Exercise objective: List, from the lines below, each one with "ThreadPool" in it.

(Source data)
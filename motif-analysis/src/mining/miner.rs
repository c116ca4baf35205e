//! Level-wise itemset mining across the structure collection.
//!
//! Each level grows candidates one vertex at a time, counts support,
//! prunes below the support threshold, and applies the configured
//! extraction metric before the next level. Rejected label sets poison
//! their supersets: a later candidate containing a rejected set is never
//! grown.

use std::collections::BTreeMap;

use rayon::prelude::*;

use motif_core::config::MinerConfig;
use motif_core::errors::{GenerationError, PipelineError};
use motif_core::traits::Cancellable;
use motif_core::types::collections::{FxHashMap, FxHashSet};
use motif_core::types::{Itemset, Occurrence, StructureCollection, StructureId};

use crate::metrics::{ExtractionMetric, MetricEvaluation};

use super::generator::CandidateGenerator;

/// Occurrences of one itemset, grouped by structure index.
type StructureOccurrences = BTreeMap<usize, Vec<Occurrence>>;

/// All candidates of one level, in canonical itemset order.
type Level = BTreeMap<Itemset, StructureOccurrences>;

/// What one mining run produced.
#[derive(Debug, Default)]
pub struct MiningReport {
    /// Accepted itemsets with support attached, sorted by identifier.
    pub itemsets: Vec<Itemset>,
    /// Flattened occurrences per accepted itemset.
    pub occurrences: FxHashMap<Itemset, Vec<Occurrence>>,
    /// Extraction-metric evaluation per accepted itemset.
    pub evaluations: FxHashMap<Itemset, MetricEvaluation>,
    /// Structures excluded after failing validation.
    pub excluded: Vec<StructureId>,
    /// Isolated, non-fatal failures collected along the way.
    pub errors: Vec<PipelineError>,
    /// Whether the run stopped early on cancellation.
    pub cancelled: bool,
}

/// Level-wise miner over the read-only structure collection.
pub struct ItemsetMiner<'a> {
    collection: &'a StructureCollection,
    config: &'a MinerConfig,
    metric: &'a dyn ExtractionMetric,
    pool: &'a rayon::ThreadPool,
}

impl<'a> ItemsetMiner<'a> {
    pub fn new(
        collection: &'a StructureCollection,
        config: &'a MinerConfig,
        metric: &'a dyn ExtractionMetric,
        pool: &'a rayon::ThreadPool,
    ) -> Self {
        Self {
            collection,
            config,
            metric,
            pool,
        }
    }

    pub fn mine(&self, token: &dyn Cancellable) -> Result<MiningReport, PipelineError> {
        if self.collection.is_empty() {
            return Err(GenerationError::EmptyCollection.into());
        }

        let mut report = MiningReport::default();
        let included = self.validate_structures(&mut report)?;

        tracing::info!(
            structures = included.len(),
            excluded = report.excluded.len(),
            "mining initialized"
        );

        let mut level = self.seed_level(&included);
        let mut size = 2usize;
        let mut rejected: Vec<Itemset> = Vec::new();

        loop {
            if token.is_cancelled() {
                tracing::info!(size, "mining cancelled between levels");
                report.cancelled = true;
                break;
            }

            let survivors = self.evaluate_level(level, included.len(), size, &mut rejected, &mut report);
            tracing::info!(size, survivors = survivors.len(), "level evaluated");

            if survivors.is_empty() || size >= self.config.maximal_itemset_size {
                break;
            }

            level = self.extend_level(&survivors, &included, &rejected);
            if level.is_empty() {
                break;
            }
            size += 1;
        }

        report.itemsets.sort_by_key(|itemset| itemset.identifier());
        Ok(report)
    }

    /// Validate every structure once; malformed structures are excluded
    /// from all levels but do not abort the run.
    fn validate_structures(
        &self,
        report: &mut MiningReport,
    ) -> Result<Vec<usize>, PipelineError> {
        let mut included = Vec::with_capacity(self.collection.len());
        for (index, structure) in self.collection.enumerate() {
            match structure.validate() {
                Ok(()) => included.push(index),
                Err(error) => {
                    tracing::warn!(structure = %structure.id(), %error, "structure excluded");
                    report.excluded.push(structure.id().clone());
                    report.errors.push(error.into());
                }
            }
        }
        if included.is_empty() {
            return Err(GenerationError::EmptyCollection.into());
        }
        Ok(included)
    }

    /// Size-2 candidates from every contact edge, merged deterministically.
    fn seed_level(&self, included: &[usize]) -> Level {
        let per_structure: Vec<(usize, FxHashMap<Itemset, Vec<Occurrence>>)> =
            self.pool.install(|| {
                included
                    .par_iter()
                    .filter_map(|&index| {
                        let structure = self.collection.get(index)?;
                        let generator = CandidateGenerator::new(index, structure);
                        Some((index, generator.seed()))
                    })
                    .collect()
            });
        self.merge_levels(per_structure)
    }

    /// Grow the survivors of one level by one vertex, per structure in
    /// parallel, then merge and prune poisoned supersets.
    fn extend_level(
        &self,
        survivors: &Level,
        included: &[usize],
        rejected: &[Itemset],
    ) -> Level {
        let per_structure: Vec<(usize, FxHashMap<Itemset, Vec<Occurrence>>)> =
            self.pool.install(|| {
                included
                    .par_iter()
                    .filter_map(|&index| {
                        let structure = self.collection.get(index)?;
                        let generator = CandidateGenerator::new(index, structure);
                        let mut seen = FxHashSet::default();
                        let mut local: FxHashMap<Itemset, Vec<Occurrence>> = FxHashMap::default();
                        for occurrences in survivors.values() {
                            let Some(parents) = occurrences.get(&index) else {
                                continue;
                            };
                            for (itemset, grown) in generator.extend(parents, &mut seen) {
                                local.entry(itemset).or_default().extend(grown);
                            }
                        }
                        Some((index, local))
                    })
                    .collect()
            });

        let mut merged = self.merge_levels(per_structure);
        merged.retain(|candidate, _| {
            !rejected
                .iter()
                .any(|poison| candidate.contains_labels(poison))
        });
        merged
    }

    /// Merge per-structure candidate maps into canonical level order and
    /// cap stored embeddings per structure.
    fn merge_levels(
        &self,
        per_structure: Vec<(usize, FxHashMap<Itemset, Vec<Occurrence>>)>,
    ) -> Level {
        let mut level = Level::new();
        for (index, candidates) in per_structure {
            for (itemset, mut occurrences) in candidates {
                occurrences.truncate(self.config.max_occurrences_per_structure);
                level
                    .entry(itemset)
                    .or_default()
                    .insert(index, occurrences);
            }
        }
        level
    }

    /// Apply support and extraction-metric filters to one level; accepted
    /// itemsets of reportable size land in the report, everything else
    /// joins the rejected set.
    fn evaluate_level(
        &self,
        level: Level,
        structure_count: usize,
        size: usize,
        rejected: &mut Vec<Itemset>,
        report: &mut MiningReport,
    ) -> Level {
        let mut survivors = Level::new();
        for (itemset, tables) in level {
            let support = tables.len() as f64 / structure_count as f64;
            if support < self.config.minimal_support {
                tracing::debug!(candidate = %itemset.identifier(), support, "below minimal support");
                rejected.push(itemset);
                continue;
            }

            let flattened: Vec<Occurrence> = tables.values().flatten().cloned().collect();
            let evaluation = match self.metric.evaluate(self.collection, &flattened) {
                Ok(evaluation) => evaluation,
                Err(error) => {
                    tracing::debug!(candidate = %itemset.identifier(), %error, "metric evaluation failed");
                    report.errors.push(error.into());
                    rejected.push(itemset);
                    continue;
                }
            };
            if !self.metric.accepts(&evaluation) {
                tracing::debug!(
                    candidate = %itemset.identifier(),
                    aggregate = evaluation.aggregate,
                    "rejected by extraction metric"
                );
                rejected.push(itemset);
                continue;
            }

            let accepted = itemset.clone().with_support(support);
            if size >= self.config.minimal_itemset_size {
                report.occurrences.insert(accepted.clone(), flattened);
                report.evaluations.insert(accepted.clone(), evaluation);
                report.itemsets.push(accepted);
            }
            survivors.insert(itemset, tables);
        }
        survivors
    }
}
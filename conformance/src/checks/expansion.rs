//! Expansion checks: each quadrant of a block is the image of its cell.

use fws_search::expand;

use super::Fixture;
use crate::report::{CheckResult, ConformanceReport};

/// Runs the expansion checks over every pattern the search recorded.
pub fn validate(fixture: &Fixture) -> ConformanceReport {
    let mut report = ConformanceReport::new();
    let mut checked = 0usize;
    let mut violations = Vec::new();

    for (pattern, _) in fixture.outcome.state.patterns() {
        checked += 1;
        let block = expand(&fixture.table, pattern);
        for qy in 0..2 {
            for qx in 0..2 {
                let cell = pattern.get(qy, qx);
                let quadrant = block.quadrant(qy, qx);
                if quadrant != fixture.table.rule(cell) {
                    violations.push(format!(
                        "{}: quadrant ({}, {}) is {}, rule {} is {}",
                        pattern,
                        qy,
                        qx,
                        quadrant,
                        cell,
                        fixture.table.rule(cell)
                    ));
                }
            }
        }
    }

    report.push(CheckResult::from_violations(
        "expansion/locality",
        format!("{} recorded pattern(s) expand quadrant by quadrant", checked),
        violations,
    ));
    report
}
//! Per-depth tallies of a search run.

use std::collections::BTreeMap;

use crate::grid::{Pattern, Word};
use crate::sink::{Depth, Discovery, DiscoverySink};

/// Sink that counts discoveries per depth and keeps the deepest entries.
#[derive(Debug, Clone, Default, PartialEq, Eq)]
pub struct Summary {
    patterns_by_depth: BTreeMap<Depth, usize>,
    words_by_depth: BTreeMap<Depth, usize>,
    deepest_patterns: Vec<Pattern>,
    deepest_words: Vec<Word>,
}

impl Summary {
    /// Empty summary.
    pub fn new() -> Self {
        Self::default()
    }

    /// Distinct patterns discovered.
    pub fn pattern_total(&self) -> usize {
        self.patterns_by_depth.values().sum()
    }

    /// Distinct words discovered.
    pub fn word_total(&self) -> usize {
        self.words_by_depth.values().sum()
    }

    /// `(depth, count)` of pattern discoveries, shallowest first.
    pub fn patterns_by_depth(&self) -> impl Iterator<Item = (Depth, usize)> + '_ {
        self.patterns_by_depth.iter().map(|(d, n)| (*d, *n))
    }

    /// `(depth, count)` of word discoveries, shallowest first.
    pub fn words_by_depth(&self) -> impl Iterator<Item = (Depth, usize)> + '_ {
        self.words_by_depth.iter().map(|(d, n)| (*d, *n))
    }

    /// Deepest pattern depth seen.
    pub fn max_pattern_depth(&self) -> Option<Depth> {
        self.patterns_by_depth.keys().next_back().copied()
    }

    /// Deepest word depth seen.
    pub fn max_word_depth(&self) -> Option<Depth> {
        self.words_by_depth.keys().next_back().copied()
    }

    /// Patterns first seen at [`Summary::max_pattern_depth`], in discovery order.
    pub fn deepest_patterns(&self) -> &[Pattern] {
        &self.deepest_patterns
    }

    /// Words first seen at [`Summary::max_word_depth`], in discovery order.
    pub fn deepest_words(&self) -> &[Word] {
        &self.deepest_words
    }
}

/// Push `item` if it sits at the new maximum, resetting the list when the
/// maximum grows.
fn track_deepest<T>(deepest: &mut Vec<T>, previous_max: Option<Depth>, depth: Depth, item: T) {
    match previous_max {
        Some(max) if depth < max => {}
        Some(max) if depth == max => deepest.push(item),
        _ => {
            deepest.clear();
            deepest.push(item);
        }
    }
}

impl DiscoverySink for Summary {
    fn on_discovery(&mut self, discovery: Discovery) {
        match discovery {
            Discovery::Pattern { depth, pattern } => {
                let max = self.max_pattern_depth();
                track_deepest(&mut self.deepest_patterns, max, depth, pattern);
                *self.patterns_by_depth.entry(depth).or_default() += 1;
            }
            Discovery::Word { depth, word } => {
                let max = self.max_word_depth();
                track_deepest(&mut self.deepest_words, max, depth, word);
                *self.words_by_depth.entry(depth).or_default() += 1;
            }
        }
    }
}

Exercise solution:
    pool: &'a rayon::ThreadPool,
        pool: &'a rayon::ThreadPool,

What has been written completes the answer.